O mercado de imóveis de alto padrão, voltado para famílias com renda superior a R$24 mil mensais, tem visto um crescimento notável no Centro-Oeste. Brasília lidera o ranking nacional pelo segundo trimestre consecutivo, com Goiânia ocupando a terceira posição. Este avanço é atribuído à robusta economia local, impulsionada por setores como agronegócio e serviços.
No segmento de médio padrão, destinado a famílias com renda entre R$12 mil e R$24 mil, cidades de médio porte estão se destacando. Maringá, por exemplo, subiu dez posições, alcançando o quinto lugar nacional.
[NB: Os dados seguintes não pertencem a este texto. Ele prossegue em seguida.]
//! SELECT statement assembly.
//!
//! [`Query`] builds a statement from a source table, WHERE/HAVING
//! expressions and the usual trailing clauses:
//!
//! ```rust
//! use sift_query::prelude::*;
//!
//! let (sql, args) = Query::new()
//!     .from("employees")
//!     .r#where(Expr::gte("salary", 5000))
//!     .order_by("salary DESC")
//!     .limit(10)
//!     .select()
//!     .unwrap();
//! assert_eq!(sql, "SELECT * FROM employees WHERE (salary >= $1) ORDER BY salary DESC LIMIT 10");
//! assert_eq!(args.len(), 1);
//! ```

use std::fmt;

use tracing::debug;

use crate::config::SiftConfig;
use crate::error::{QueryError, QueryResult};
use crate::expr::{Expression, Render};
use crate::filter::FilterValue;
use crate::placeholder::{Placeholder, PlaceholderStyle};

/// Rendered SQL text and the values to bind, in placeholder order.
pub type Statement = (String, Vec<FilterValue>);

/// Clause state shared by [`Query`] and [`crate::TemplateQuery`].
#[derive(Debug, Clone)]
pub struct Clauses {
    pub(crate) where_exprs: Vec<Expression>,
    pub(crate) having_exprs: Vec<Expression>,
    pub(crate) columns: Vec<String>,
    pub(crate) group_by: Option<String>,
    pub(crate) order_by: Option<String>,
    pub(crate) limit: Option<i64>,
    pub(crate) offset: i64,
    pub(crate) style: PlaceholderStyle,
    pub(crate) start: i64,
    pub(crate) log_sql: bool,
}

impl Default for Clauses {
    fn default() -> Self {
        Self {
            where_exprs: Vec::new(),
            having_exprs: Vec::new(),
            columns: Vec::new(),
            group_by: None,
            order_by: None,
            limit: None,
            offset: 0,
            style: PlaceholderStyle::default(),
            start: 1,
            log_sql: false,
        }
    }
}

impl Clauses {
    /// The configured LIMIT, if any.
    pub fn limit(&self) -> Option<i64> {
        self.limit
    }

    /// The configured OFFSET (zero when unset).
    pub fn offset(&self) -> i64 {
        self.offset
    }

    /// The configured placeholder style.
    pub fn style(&self) -> PlaceholderStyle {
        self.style
    }

    /// A fresh generator for a standalone render.
    pub(crate) fn generator(&self) -> QueryResult<Box<dyn Placeholder>> {
        self.style.generator(self.start)
    }

    pub(crate) fn has_where(&self) -> bool {
        self.where_exprs.iter().any(|e| !e.is_empty())
    }

    pub(crate) fn has_having(&self) -> bool {
        self.having_exprs.iter().any(|e| !e.is_empty())
    }

    pub(crate) fn log(&self, operation: &'static str, sql: &str, args: &[FilterValue]) {
        if self.log_sql {
            debug!(operation, sql = %sql, param_count = args.len(), "statement built");
        } else {
            debug!(operation, sql_len = sql.len(), param_count = args.len(), "statement built");
        }
    }
}

/// Render the non-empty expressions joined by AND, each written as-is.
pub(crate) fn write_conjunction(
    sb: &mut String,
    ph: &mut dyn Placeholder,
    exprs: &[Expression],
    args: &mut Vec<FilterValue>,
) -> QueryResult<()> {
    for (i, expr) in exprs.iter().filter(|e| !e.is_empty()).enumerate() {
        if i > 0 {
            sb.push_str(" AND ");
        }
        args.extend(expr.render(sb, ph)?);
    }
    Ok(())
}

/// Fail unless exactly one placeholder was drawn per bound value.
pub(crate) fn check_alignment(
    ph: &dyn Placeholder,
    start: usize,
    args: &[FilterValue],
) -> QueryResult<()> {
    let drawn = ph.position().saturating_sub(start);
    if drawn != args.len() {
        return Err(QueryError::consistency(drawn, args.len()));
    }
    Ok(())
}

/// Builder methods shared by the statement assemblers.
pub trait ClauseBuilder: Sized {
    /// Shared clause state.
    fn clauses(&self) -> &Clauses;

    /// Mutable shared clause state.
    fn clauses_mut(&mut self) -> &mut Clauses;

    /// Add a WHERE condition. Multiple conditions are joined with AND.
    fn r#where(mut self, expr: impl Into<Expression>) -> Self {
        self.clauses_mut().where_exprs.push(expr.into());
        self
    }

    /// Add a HAVING condition. Multiple conditions are joined with AND.
    fn having(mut self, expr: impl Into<Expression>) -> Self {
        self.clauses_mut().having_exprs.push(expr.into());
        self
    }

    /// Append select columns.
    fn columns(mut self, cols: impl IntoIterator<Item = impl fmt::Display>) -> Self {
        self.clauses_mut()
            .columns
            .extend(cols.into_iter().map(|c| c.to_string()));
        self
    }

    /// Set LIMIT.
    ///
    /// # Panics
    ///
    /// Panics if `n` is not positive.
    fn limit(mut self, n: i64) -> Self {
        assert!(n > 0, "limit must be greater than 0");
        self.clauses_mut().limit = Some(n);
        self
    }

    /// Set LIMIT, rejecting non-positive values.
    fn try_limit(self, n: i64) -> QueryResult<Self> {
        if n <= 0 {
            return Err(QueryError::invalid_argument(format!(
                "limit must be greater than 0, got {}",
                n
            )));
        }
        Ok(self.limit(n))
    }

    /// Set OFFSET. Negative values are clamped to zero.
    fn offset(mut self, n: i64) -> Self {
        self.clauses_mut().offset = n.max(0);
        self
    }

    /// Shorthand for `limit(1)`.
    fn one(mut self) -> Self {
        self.clauses_mut().limit = Some(1);
        self
    }

    /// Set the ORDER BY clause text.
    fn order_by(mut self, clause: impl fmt::Display) -> Self {
        let clause = clause.to_string();
        self.clauses_mut().order_by = (!clause.trim().is_empty()).then_some(clause);
        self
    }

    /// Set the GROUP BY clause text.
    fn group_by(mut self, clause: impl fmt::Display) -> Self {
        let clause = clause.to_string();
        self.clauses_mut().group_by = (!clause.trim().is_empty()).then_some(clause);
        self
    }

    /// Choose the placeholder style for standalone renders.
    fn placeholder_style(mut self, style: PlaceholderStyle) -> Self {
        self.clauses_mut().style = style;
        self
    }

    /// Number the first placeholder of standalone renders from `start`.
    fn placeholder_start(mut self, start: i64) -> Self {
        self.clauses_mut().start = start;
        self
    }

    /// Apply placeholder and logging settings from a configuration.
    fn with_config(mut self, config: &SiftConfig) -> Self {
        let clauses = self.clauses_mut();
        clauses.style = config.placeholder.style;
        clauses.start = config.placeholder.start;
        clauses.log_sql = config.debug.log_sql;
        self
    }
}

/// Statement renderers.
pub trait Selector {
    /// Render the select statement into `sb` using a caller-supplied
    /// generator, so it can be embedded in a larger statement.
    fn build(&self, sb: &mut String, ph: &mut dyn Placeholder) -> QueryResult<Vec<FilterValue>>;

    /// Render a select statement with the configured columns.
    fn select(&self) -> QueryResult<Statement>;

    /// Render a select statement with `cols` instead of the configured
    /// columns. An empty slice falls back to the configured columns.
    fn select_columns(&self, cols: &[String]) -> QueryResult<Statement>;

    /// Like [`Selector::select_columns`] for string slices.
    fn raw_select(&self, cols: &[&str]) -> QueryResult<Statement> {
        let cols: Vec<String> = cols.iter().map(|c| c.to_string()).collect();
        self.select_columns(&cols)
    }

    /// Render a `COUNT(*)` statement without ORDER BY, LIMIT and OFFSET.
    fn count(&self) -> QueryResult<Statement>;
}

/// Builder for `SELECT ... FROM ...` statements.
#[derive(Debug, Clone, Default)]
pub struct Query {
    from: Option<String>,
    clauses: Clauses,
}

impl Query {
    /// Create an empty query.
    pub fn new() -> Self {
        Self::default()
    }

    /// Set the source table or join expression.
    pub fn from(mut self, source: impl fmt::Display) -> Self {
        let source = source.to_string();
        self.from = (!source.trim().is_empty()).then_some(source);
        self
    }

    /// True when no source has been set.
    pub fn is_empty(&self) -> bool {
        self.from.is_none()
    }

    fn write(
        &self,
        sb: &mut String,
        ph: &mut dyn Placeholder,
        cols: &[String],
        count: bool,
    ) -> QueryResult<Vec<FilterValue>> {
        let mark = sb.len();
        let result = self.write_statement(sb, ph, cols, count);
        if result.is_err() {
            sb.truncate(mark);
        }
        result
    }

    fn write_statement(
        &self,
        sb: &mut String,
        ph: &mut dyn Placeholder,
        cols: &[String],
        count: bool,
    ) -> QueryResult<Vec<FilterValue>> {
        let from = self
            .from
            .as_deref()
            .ok_or_else(|| QueryError::required_field("from").with_context("Query::select"))?;

        let start = ph.position();
        let mut args = Vec::new();

        sb.push_str("SELECT ");
        if count {
            sb.push_str("COUNT(*)");
        } else if cols.is_empty() {
            sb.push('*');
        } else {
            sb.push_str(&cols.join(", "));
        }
        sb.push_str(" FROM ");
        sb.push_str(from);

        let c = &self.clauses;
        if c.has_where() {
            sb.push_str(" WHERE ");
            write_conjunction(sb, ph, &c.where_exprs, &mut args)?;
        }

        if !count {
            if let Some(group_by) = &c.group_by {
                sb.push_str(" GROUP BY ");
                sb.push_str(group_by);
            }
        }

        if c.has_having() {
            sb.push_str(" HAVING ");
            write_conjunction(sb, ph, &c.having_exprs, &mut args)?;
        }

        if !count {
            if let Some(order_by) = &c.order_by {
                sb.push_str(" ORDER BY ");
                sb.push_str(order_by);
            }
            if let Some(limit) = c.limit {
                sb.push_str(&format!(" LIMIT {}", limit));
            }
            if c.offset > 0 {
                sb.push_str(&format!(" OFFSET {}", c.offset));
            }
        }

        check_alignment(ph, start, &args)?;
        Ok(args)
    }

    fn standalone(&self, cols: &[String], count: bool) -> QueryResult<Statement> {
        let mut ph = self.clauses.generator()?;
        let mut sb = String::with_capacity(64);
        let args = self.write(&mut sb, ph.as_mut(), cols, count)?;
        self.clauses
            .log(if count { "Query::count()" } else { "Query::select()" }, &sb, &args);
        Ok((sb, args))
    }
}

impl ClauseBuilder for Query {
    fn clauses(&self) -> &Clauses {
        &self.clauses
    }

    fn clauses_mut(&mut self) -> &mut Clauses {
        &mut self.clauses
    }
}

impl Selector for Query {
    fn build(&self, sb: &mut String, ph: &mut dyn Placeholder) -> QueryResult<Vec<FilterValue>> {
        self.write(sb, ph, &self.clauses.columns, false)
    }

    fn select(&self) -> QueryResult<Statement> {
        self.standalone(&self.clauses.columns, false)
    }

    fn select_columns(&self, cols: &[String]) -> QueryResult<Statement> {
        if cols.is_empty() {
            return self.select();
        }
        self.standalone(cols, false)
    }

    fn count(&self) -> QueryResult<Statement> {
        self.standalone(&[], true)
    }
}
A infraestrutura desenvolvida e a qualidade de vida são fatores que atraem a demanda nessas regiões.
Fortaleza lidera o segmento econômico, voltado para famílias com renda entre R$2 mil e R$12 mil, graças à forte presença do programa Minha Casa Minha Vida. Este programa tem sido crucial para mitigar os efeitos dos juros altos nos financiamentos imobiliários, especialmente em cidades como Curitiba, que enfrenta uma demanda reprimida devido a restrições urbanísticas.
O IDI é uma ferramenta valiosa para incorporadoras e investidores, ajudando a identificar oportunidades reais de expansão em mercados menos saturados. Segundo José Carlos Martins, presidente do Conselho Consultivo da CBIC, o indicador oferece uma visão estruturada da demanda, essencial para decisões estratégicas no setor.